» Task brief:
Copy each line of the material beneath that holds the word "Amount".

» Provided records:
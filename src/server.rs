//! Local HTTP server: the dashboard page plus a JSON API over the session store.

use axum::{
    extract::{Path, Query, State},
    http::{header, StatusCode},
    response::{Html, IntoResponse, Response},
    routing::{get, post},
    Json, Router,
};
use chrono::Local;
use serde::{Deserialize, Serialize};
use std::path::PathBuf;
use std::sync::Arc;
use std::time::Duration;
use tokio::net::TcpListener;
use tracing::{debug, info, warn};
use uuid::Uuid;

use crate::aggregate::AggregationMethod;
use crate::chart::{self, ChartSpec};
use crate::chart_render::render_svg;
use crate::config::{ChartConfig, MAX_PAGE_SIZE, MAX_PLOT_BARS};
use crate::error::DxError;
use crate::error_display::{user_message, user_message_from_report};
use crate::export;
use crate::session::{Session, SessionStore};
use crate::source::{list_datasets, TableLoader};
use crate::table::ColumnSpec;
use crate::table_view::{self, SortColumn, TableQuery};
use crate::view::ViewRequest;

/// Values the server hands to new sessions and uses when the client omits them.
#[derive(Debug, Clone)]
pub struct ServerSettings {
    pub data_dir: PathBuf,
    pub default_page_size: usize,
    pub max_plot_bars: usize,
    pub chart: ChartConfig,
}

pub struct AppState {
    pub sessions: SessionStore,
    pub settings: ServerSettings,
}

impl AppState {
    pub fn new(loader: Arc<dyn TableLoader>, settings: ServerSettings) -> Self {
        Self {
            sessions: SessionStore::new(loader),
            settings,
        }
    }
}

pub fn router(state: Arc<AppState>) -> Router {
    Router::new()
        .route("/", get(serve_index))
        .route("/health", get(health))
        .route("/api/session", post(create_session))
        .route("/api/datasets", get(get_datasets))
        .route("/api/view", post(post_view))
        .route("/api/chart/:session/:index", get(get_chart))
        .route("/api/export", get(get_export))
        .with_state(state)
}

/// Bind `addr`, optionally open the browser, and serve until the process ends.
pub async fn serve(
    state: Arc<AppState>,
    addr: &str,
    open_browser: Option<Duration>,
) -> color_eyre::Result<()> {
    let listener = TcpListener::bind(addr).await?;
    let url = format!("http://{}/", listener.local_addr()?);
    info!("dashboard listening on {}", url);

    if let Some(delay) = open_browser {
        spawn_browser_open(url, delay);
    }

    axum::serve(listener, router(state)).await?;
    Ok(())
}

fn spawn_browser_open(url: String, delay: Duration) {
    tokio::spawn(async move {
        tokio::time::sleep(delay).await;
        if let Err(e) = open::that(&url) {
            warn!("could not open a browser ({}); open {} manually", e, url);
        }
    });
}

async fn serve_index() -> Html<&'static str> {
    Html(include_str!("./static/index.html"))
}

async fn health() -> Json<serde_json::Value> {
    Json(serde_json::json!({ "status": "ok" }))
}

#[derive(Serialize)]
struct SessionResponse {
    session_id: Uuid,
    data_dir: String,
    page_size: usize,
    max_page_size: usize,
    max_plot_bars: usize,
    max_plot_bars_limit: usize,
}

async fn create_session(State(state): State<Arc<AppState>>) -> Json<SessionResponse> {
    let id = state.sessions.create();
    debug!("created session {}", id);
    Json(SessionResponse {
        session_id: id,
        data_dir: state.settings.data_dir.to_string_lossy().to_string(),
        page_size: state.settings.default_page_size,
        max_page_size: MAX_PAGE_SIZE,
        max_plot_bars: state.settings.max_plot_bars,
        max_plot_bars_limit: MAX_PLOT_BARS,
    })
}

#[derive(Deserialize)]
struct DatasetsQuery {
    path: Option<String>,
}

#[derive(Serialize)]
struct DatasetsResponse {
    path: String,
    options: Vec<String>,
}

async fn get_datasets(
    Query(params): Query<DatasetsQuery>,
    State(state): State<Arc<AppState>>,
) -> Json<DatasetsResponse> {
    let dir = params
        .path
        .filter(|p| !p.trim().is_empty())
        .map(PathBuf::from)
        .unwrap_or_else(|| state.settings.data_dir.clone());
    Json(DatasetsResponse {
        options: list_datasets(&dir),
        path: dir.to_string_lossy().to_string(),
    })
}

#[derive(Deserialize)]
struct ViewApiRequest {
    session_id: Uuid,
    #[serde(flatten)]
    view: ViewRequest,
    #[serde(default)]
    sort_by: Vec<SortColumn>,
    max_plot_bars: Option<usize>,
}

#[derive(Serialize)]
struct ViewResponse {
    title: String,
    columns: Vec<ColumnSpec>,
    records: Vec<serde_json::Value>,
    total_rows: usize,
    displayed_rows: usize,
    page_current: usize,
    page_size: usize,
    page_count: usize,
    selection: Vec<usize>,
    group_by_options: Vec<String>,
    group_by: Vec<String>,
    aggregate_options: Vec<&'static str>,
    method: Option<AggregationMethod>,
    export_disabled: bool,
    filter_query: String,
    filter_query_text: String,
    filter_error: Option<String>,
    sort_by: Vec<SortColumn>,
    charts: Vec<ChartSpec>,
}

fn error_response(status: StatusCode, message: String) -> Response {
    (status, Json(serde_json::json!({ "error": message }))).into_response()
}

fn unknown_session(id: Uuid) -> Response {
    debug!("request for unknown session {}", id);
    error_response(StatusCode::NOT_FOUND, format!("Unknown session {}", id))
}

fn derive_view(
    session: &mut Session,
    request: &ViewApiRequest,
    settings: &ServerSettings,
) -> Result<Option<ViewResponse>, DxError> {
    let Some(update) = session.controller.derive(&request.view)? else {
        return Ok(None);
    };

    let query = TableQuery {
        filter_query: update.filter_query.clone(),
        sort_by: if update.is_new_dataset {
            Vec::new()
        } else {
            request.sort_by.clone()
        },
        page_current: update.page_current,
        page_size: update.page_size,
    };
    let displayed = table_view::apply(&update.derived, &query)?;

    let max_bars = request
        .max_plot_bars
        .unwrap_or(settings.max_plot_bars)
        .min(MAX_PLOT_BARS);
    let charts = chart::project(
        &displayed.rows,
        &update.group_by,
        update.method,
        max_bars,
        &update.selection,
        &settings.chart.theme,
    )?;

    let response = ViewResponse {
        title: update.title,
        columns: update.columns,
        records: displayed.page_records()?,
        total_rows: update.derived.height(),
        displayed_rows: displayed.rows.height(),
        page_current: displayed.page_current,
        page_size: update.page_size,
        page_count: displayed.page_count,
        selection: update.selection,
        group_by_options: update.group_by_options,
        group_by: update.group_by,
        aggregate_options: update.aggregate_options,
        method: update.method,
        export_disabled: !update.export_enabled,
        filter_query: update.filter_query,
        filter_query_text: update.filter_query_text,
        filter_error: displayed.filter_error,
        sort_by: query.sort_by.clone(),
        charts: charts.clone(),
    };

    session.displayed = Some(displayed.rows);
    session.charts = charts;
    Ok(Some(response))
}

async fn post_view(
    State(state): State<Arc<AppState>>,
    Json(request): Json<ViewApiRequest>,
) -> Response {
    let result = state.sessions.with_session(request.session_id, |session| {
        derive_view(session, &request, &state.settings)
    });
    let Some(result) = result else {
        return unknown_session(request.session_id);
    };
    match result {
        Ok(Some(view)) => Json(view).into_response(),
        Ok(None) => StatusCode::NO_CONTENT.into_response(),
        Err(e) => {
            warn!("view request failed: {}", e);
            error_response(StatusCode::UNPROCESSABLE_ENTITY, user_message(&e))
        }
    }
}

async fn get_chart(
    Path((session_id, index)): Path<(Uuid, usize)>,
    State(state): State<Arc<AppState>>,
) -> Response {
    let spec = state
        .sessions
        .with_session(session_id, |session| session.charts.get(index).cloned());
    let Some(spec) = spec else {
        return unknown_session(session_id);
    };
    let Some(spec) = spec else {
        return error_response(StatusCode::NOT_FOUND, format!("No chart {}", index));
    };

    let chart = &state.settings.chart;
    match render_svg(&spec, &chart.theme, (chart.width, chart.height)) {
        Ok(svg) => ([(header::CONTENT_TYPE, "image/svg+xml")], svg).into_response(),
        Err(report) => {
            warn!("chart {} failed to render: {}", spec.title, report);
            error_response(
                StatusCode::INTERNAL_SERVER_ERROR,
                user_message_from_report(&report),
            )
        }
    }
}

#[derive(Deserialize)]
struct ExportQuery {
    session: Uuid,
}

/// Attachment header with the filename quoted. Quotes, backslashes and control characters
/// are replaced so the value stays one well-formed quoted-string.
fn content_disposition(filename: &str) -> String {
    let safe: String = filename
        .chars()
        .map(|c| match c {
            '"' | '\\' => '_',
            c if c.is_control() => '_',
            c => c,
        })
        .collect();
    format!("attachment; filename=\"{}\"", safe)
}

async fn get_export(
    Query(params): Query<ExportQuery>,
    State(state): State<Arc<AppState>>,
) -> Response {
    let result = state.sessions.with_session(params.session, |session| {
        let filename = session.filename().unwrap_or("export.csv").to_string();
        export::export(
            session.displayed.as_ref(),
            &filename,
            Local::now().naive_local(),
        )
    });
    let Some(result) = result else {
        return unknown_session(params.session);
    };
    match result {
        Ok(file) => (
            [
                (header::CONTENT_TYPE, "text/csv".to_string()),
                (
                    header::CONTENT_DISPOSITION,
                    content_disposition(&file.filename),
                ),
            ],
            file.bytes,
        )
            .into_response(),
        Err(DxError::NoDataToExport) => StatusCode::NO_CONTENT.into_response(),
        Err(e) => error_response(StatusCode::INTERNAL_SERVER_ERROR, user_message(&e)),
    }
}
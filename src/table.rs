//! Column kinds shown to the table widget and used for chart eligibility.

use polars::prelude::*;
use serde::Serialize;

/// Semantic column type, independent of the concrete polars dtype.
#[derive(Debug, Clone, Copy, PartialEq, Eq, Serialize)]
#[serde(rename_all = "lowercase")]
pub enum ColumnKind {
    Text,
    Numeric,
    Datetime,
    Any,
}

impl ColumnKind {
    pub fn from_dtype(dtype: &DataType) -> Self {
        match dtype {
            DataType::Date | DataType::Datetime(_, _) => ColumnKind::Datetime,
            DataType::String => ColumnKind::Text,
            d if d.is_numeric() => ColumnKind::Numeric,
            _ => ColumnKind::Any,
        }
    }

    /// Numeric and untyped columns can be charted.
    pub fn is_chartable(self) -> bool {
        matches!(self, ColumnKind::Numeric | ColumnKind::Any)
    }
}

/// Column name and kind, as sent to the table widget.
#[derive(Debug, Clone, PartialEq, Eq, Serialize)]
pub struct ColumnSpec {
    pub name: String,
    pub kind: ColumnKind,
}

/// Recomputes the kind of every column of `df`.
pub fn column_specs(df: &DataFrame) -> Vec<ColumnSpec> {
    df.schema()
        .iter()
        .map(|(name, dtype)| ColumnSpec {
            name: name.to_string(),
            kind: ColumnKind::from_dtype(dtype),
        })
        .collect()
}

/// Column names of `df` as owned strings, in order.
pub fn column_names(df: &DataFrame) -> Vec<String> {
    df.schema().iter_names().map(|s| s.to_string()).collect()
}

#[cfg(test)]
mod tests {
    use super::*;

    #[test]
    fn kinds_follow_dtypes() {
        assert_eq!(ColumnKind::from_dtype(&DataType::String), ColumnKind::Text);
        assert_eq!(ColumnKind::from_dtype(&DataType::Int64), ColumnKind::Numeric);
        assert_eq!(ColumnKind::from_dtype(&DataType::Float32), ColumnKind::Numeric);
        assert_eq!(ColumnKind::from_dtype(&DataType::UInt32), ColumnKind::Numeric);
        assert_eq!(ColumnKind::from_dtype(&DataType::Date), ColumnKind::Datetime);
        assert_eq!(
            ColumnKind::from_dtype(&DataType::Datetime(TimeUnit::Microseconds, None)),
            ColumnKind::Datetime
        );
        assert_eq!(ColumnKind::from_dtype(&DataType::Boolean), ColumnKind::Any);
    }

    #[test]
    fn column_specs_in_order() {
        let df = df!(
            "Category" => &["a", "b"],
            "Amount" => &[1.5_f64, 2.0],
            "Flag" => &[true, false]
        )
        .unwrap();
        let specs = column_specs(&df);
        let names: Vec<&str> = specs.iter().map(|c| c.name.as_str()).collect();
        assert_eq!(names, vec!["Category", "Amount", "Flag"]);
        assert_eq!(specs[0].kind, ColumnKind::Text);
        assert_eq!(specs[1].kind, ColumnKind::Numeric);
        assert!(specs[2].kind.is_chartable());
        assert!(!ColumnKind::Datetime.is_chartable());
    }
}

» Result below:
            "Amount" => &[1.5_f64, 2.0],
        assert_eq!(names, vec!["Category", "Amount", "Flag"]);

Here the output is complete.